A Medical Device Daily

Spine solution manufacturer LDR (Austin, Texas) reported receipt of approval in China to market its second-generation Mobi-C cervical artificial disc. The company said this approval strengthens its position in the growing Asian market.

LDR said the controlled mobility of the Mobi-C's mobile insert "encourages restoration and respect of the instantaneous axis of rotation for a return to physiological mobility of the inter-vertebral disc and the cervical spine."

It said the disc's design also eliminates the need for invasive vertebral anchorage, "thus reducing the stresses on the bone-implant interface and facilitating multi-level implantations."

The Mobi-C was first introduced in November 2004 and has been used to treat more than 6,000 patients worldwide.

CEO Christophe Lavigne said, "The Mobi-C is a proven solution for cervical disc replacement with a simple, safe and reproducible surgical technique. The capacity of Mobi-C to be used for single or multi-level application is something I am sure that surgeons will appreciate and that positions us well against our competitors."

He said company subsidiary LDR China, through its offices in Beijing and Shanghai, "is prepared and excited to support the needs of our Chinese surgeon customers."

Tian Wei, MD, a noted spine surgeon and chairman of BJ JST Hospital, China's top cervical disc replacement site, said, "One of the biggest advantages of the mobile bearing technology for surgeons and patients is that no keels or screws are needed for obtaining primary stability. The instrumentation is straightforward and easy to use and the implant's design makes it a good solution for multi-level as well as hybrid interventions."

Health Canada okays DynaChip System

The Invitrogen division of Life Technologies (both Carlsbad, California) reported that its DynaChip HLA Antibody Analysis System has received approval from Health Canada's Medical Device Bureau for the detection and identification of antibodies to human leukocyte antigen (HLA) markers, an essential step in determining the compatibility of organ donors.

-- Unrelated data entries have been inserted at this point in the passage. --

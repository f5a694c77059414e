//! RLP block headers and the cache of already verified block hashes.

use crate::bytes;
use crate::crypto::{keccak256, keccak256_concat};
use crate::error::{VerifyError, VerifyResult};
use crate::rlp::{self, RlpItem};
use std::collections::VecDeque;

pub const PARENT_HASH: usize = 0;
pub const SHA3_UNCLES: usize = 1;
pub const MINER: usize = 2;
pub const STATE_ROOT: usize = 3;
pub const TRANSACTIONS_ROOT: usize = 4;
pub const RECEIPTS_ROOT: usize = 5;
pub const NUMBER: usize = 8;
pub const EXTRA_DATA: usize = 12;
pub const SEALED_FIELD1: usize = 13;
pub const SEALED_FIELD2: usize = 14;
pub const SEALED_FIELD3: usize = 15;

/// Borrowed view over an RLP encoded header; fields are decoded on access.
#[derive(Clone, Copy, Debug, PartialEq, Eq)]
pub struct BlockHeader<'a> {
    raw: &'a [u8],
    fields: &'a [u8],
}

impl<'a> BlockHeader<'a> {
    pub fn parse(raw: &'a [u8]) -> VerifyResult<Self> {
        let fields = rlp::decode_list(raw).map_err(|_| VerifyError::invalid("invalid blockheader"))?;
        if rlp::count(fields)? <= EXTRA_DATA {
            return Err(VerifyError::invalid("blockheader has too few fields"));
        }
        Ok(Self { raw, fields })
    }

    pub fn raw(&self) -> &'a [u8] {
        self.raw
    }

    pub fn hash(&self) -> [u8; 32] {
        keccak256(self.raw)
    }

    pub fn field(&self, index: usize) -> VerifyResult<&'a [u8]> {
        Ok(rlp::bytes_at(self.fields, index)?)
    }

    fn hash_field(&self, index: usize) -> VerifyResult<[u8; 32]> {
        bytes::to_bytes32(self.field(index)?)
            .ok_or_else(|| VerifyError::invalid(format!("header field {} is not a hash", index)))
    }

    pub fn number(&self) -> VerifyResult<u64> {
        bytes::be_to_u64(self.field(NUMBER)?)
            .ok_or_else(|| VerifyError::invalid("Could not rlpdecode the blocknumber"))
    }

    pub fn parent_hash(&self) -> VerifyResult<[u8; 32]> {
        self.hash_field(PARENT_HASH)
    }

    pub fn uncles_hash(&self) -> VerifyResult<[u8; 32]> {
        self.hash_field(SHA3_UNCLES)
    }

    pub fn miner(&self) -> VerifyResult<&'a [u8]> {
        self.field(MINER)
    }

    pub fn state_root(&self) -> VerifyResult<[u8; 32]> {
        self.hash_field(STATE_ROOT)
    }

    pub fn transactions_root(&self) -> VerifyResult<[u8; 32]> {
        self.hash_field(TRANSACTIONS_ROOT)
    }

    pub fn receipts_root(&self) -> VerifyResult<[u8; 32]> {
        self.hash_field(RECEIPTS_ROOT)
    }

    /// Aura step, the first sealed field.
    pub fn step(&self) -> VerifyResult<u64> {
        bytes::be_to_u64(self.field(SEALED_FIELD1)?)
            .ok_or_else(|| VerifyError::invalid("invalid aura step"))
    }

    /// Hash an aura validator signs: the header without its sealed fields,
    /// extended by the empty-steps field when present.
    pub fn bare_hash(&self) -> VerifyResult<[u8; 32]> {
        let (_, extra) = rlp::decode_with_span(self.fields, EXTRA_DATA)?
            .ok_or(rlp::RlpError::Missing { index: EXTRA_DATA })?;
        let mut bare = Vec::with_capacity(extra.end + 9);
        rlp::encode_list(&mut bare, &self.fields[..extra.end]);
        let bare_hash = keccak256(&bare);

        match rlp::decode_with_span(self.fields, SEALED_FIELD3)? {
            Some((_, span)) => Ok(keccak256_concat(&[&bare_hash, &self.fields[span]])),
            None => Ok(bare_hash),
        }
    }

    /// The 65-byte aura seal `r ‖ s ‖ v`.
    pub fn seal_signature(&self) -> VerifyResult<([u8; 64], u8)> {
        match rlp::decode(self.fields, SEALED_FIELD2)? {
            Some(RlpItem::Item(sig)) if sig.len() == 65 => {
                let mut rs = [0u8; 64];
                rs.copy_from_slice(&sig[..64]);
                Ok((rs, sig[64]))
            }
            _ => Err(VerifyError::invalid("missing aura seal signature")),
        }
    }
}

/// Bounded map of block number to verified hash. A header whose number is
/// cached must hash to the cached value.
#[derive(Clone, Debug, Default, PartialEq, Eq)]
pub struct VerifiedHashes {
    capacity: usize,
    entries: VecDeque<(u64, [u8; 32])>,
}

impl VerifiedHashes {
    pub fn new(capacity: usize) -> Self {
        Self {
            capacity,
            entries: VecDeque::with_capacity(capacity),
        }
    }

    pub fn capacity(&self) -> usize {
        self.capacity
    }

    pub fn len(&self) -> usize {
        self.entries.len()
    }

    pub fn is_empty(&self) -> bool {
        self.entries.is_empty()
    }

    pub fn get(&self, number: u64) -> Option<[u8; 32]> {
        self.entries.iter().find(|(n, _)| *n == number).map(|(_, h)| *h)
    }

    pub fn insert(&mut self, number: u64, hash: [u8; 32]) {
        if self.capacity == 0 {
            return;
        }
        self.entries.retain(|(n, _)| *n != number);
        if self.entries.len() == self.capacity {
            self.entries.pop_front();
        }
        self.entries.push_back((number, hash));
    }

    /// Hex hashes for the `verifiedHashes` request field.
    pub fn hashes(&self) -> Vec<String> {
        self.entries.iter().map(|(_, h)| bytes::to_hex(h)).collect()
    }
}

#[cfg(test)]
mod tests {
    use super::*;
    use crate::rlp::RlpList;

    fn header(number: u64, seal: Option<Vec<u8>>) -> Vec<u8> {
        let mut list = RlpList::new()
            .bytes(&[1; 32])
            .bytes(&[2; 32])
            .bytes(&[3; 20])
            .bytes(&[4; 32])
            .bytes(&[5; 32])
            .bytes(&[6; 32])
            .bytes(&[0; 256])
            .uint(1)
            .uint(number)
            .uint(8_000_000)
            .uint(21_000)
            .uint(1_600_000_000)
            .bytes(b"extra");
        if let Some(sig) = seal {
            list = list.uint(7).bytes(&sig);
        }
        list.finish()
    }

    #[test]
    fn test_field_access() {
        let raw = header(1234, None);
        let h = BlockHeader::parse(&raw).unwrap();
        assert_eq!(h.number().unwrap(), 1234);
        assert_eq!(h.parent_hash().unwrap(), [1; 32]);
        assert_eq!(h.state_root().unwrap(), [4; 32]);
        assert_eq!(h.transactions_root().unwrap(), [5; 32]);
        assert_eq!(h.receipts_root().unwrap(), [6; 32]);
        assert_eq!(h.miner().unwrap(), &[3; 20]);
        assert_eq!(h.hash(), keccak256(&raw));
        assert!(h.step().is_err());
    }

    #[test]
    fn test_rejects_short_header() {
        let raw = RlpList::new().uint(1).uint(2).finish();
        assert!(BlockHeader::parse(&raw).is_err());
        assert!(BlockHeader::parse(&[0x85, 1, 2]).is_err());
    }

    #[test]
    fn test_bare_hash_excludes_seal() {
        let unsealed = header(9, None);
        let sealed = header(9, Some(vec![0xab; 65]));
        let h = BlockHeader::parse(&sealed).unwrap();
        assert_eq!(h.bare_hash().unwrap(), keccak256(&unsealed));
        assert_eq!(h.step().unwrap(), 7);
        let (rs, v) = h.seal_signature().unwrap();
        assert_eq!(rs, [0xab; 64]);
        assert_eq!(v, 0xab);
    }

    #[test]
    fn test_verified_hashes_bounded() {
        let mut cache = VerifiedHashes::new(2);
        cache.insert(1, [1; 32]);
        cache.insert(2, [2; 32]);
        cache.insert(1, [9; 32]);
        assert_eq!(cache.get(1), Some([9; 32]));
        cache.insert(3, [3; 32]);
        assert_eq!(cache.len(), 2);
        assert_eq!(cache.get(2), None);

        let mut disabled = VerifiedHashes::new(0);
        disabled.insert(1, [1; 32]);
        assert!(disabled.is_empty());
    }
}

HLA markers are proteins found on the surface of certain cells in the body. They are used by the body's immune system to identify material that is foreign, such as viruses or bacteria. HLA antibody identification is important for organ transplant donor-recipient matching because, in the case of organ donation, a patient's immune system may fight cells from the donor, causing organ failure or rejection.

The DynaChip HLA system, which received FDA clearance last year, is the only automated chip-based system for HLA antibody detection and identification.

It consists of the DynaChip Processor, which automates assay processing, including dispensing, incubation and washing to image detection and results analysis; the DynaChip protein array, which allows users to test for multiple antibodies at the same time; and the DynaChip interpretation software, which the company said provides "rapid, efficient and automated analysis."

Jim Janicki, head of clinical diagnostics for Life Technologies, said, "Health Canada has joined a growing list of medical agencies that have approved the DynaChip HLA Antibody Analysis System to help make clinical transplant decisions. This system is an important tool that can help doctors make transplant decisions more quickly and accurately."

Chinese approval for Elekta Compact

Elekta (Stockholm, Sweden) said it has received approval from the Chinese State Food and Drug Administration (SFDA) to sell its linear accelerator Elekta Compact in that country.

The company said the Elekta Compact is a linear accelerator for conventional radiotherapy, configured for countries in need of rapid build-up of additional treatment capacity. The machine is based on a combination of technology from Elekta and from the product platform developed by the Chinese company BMEI, which was acquired by Elekta in 2006.

Elekta said there is a "large potential" for Elekta Compact in China, where there is shortage of high-quality cancer treatment. It said the number of linear accelerators is less than one per 1 million inhabitants and a large part of the existing systems needs to be replaced.

President/CEO Tomas Puusepp said Elekta Compact is the "ideal treatment system" when replacing existing Cobalt units, as the platform allows for further growth and expansion.

Elekta received SFDA approval in May 2008 to export Elekta Compact outside China and in June added CE marking, allowing marketing of the device in Europe, Latin America and Asia.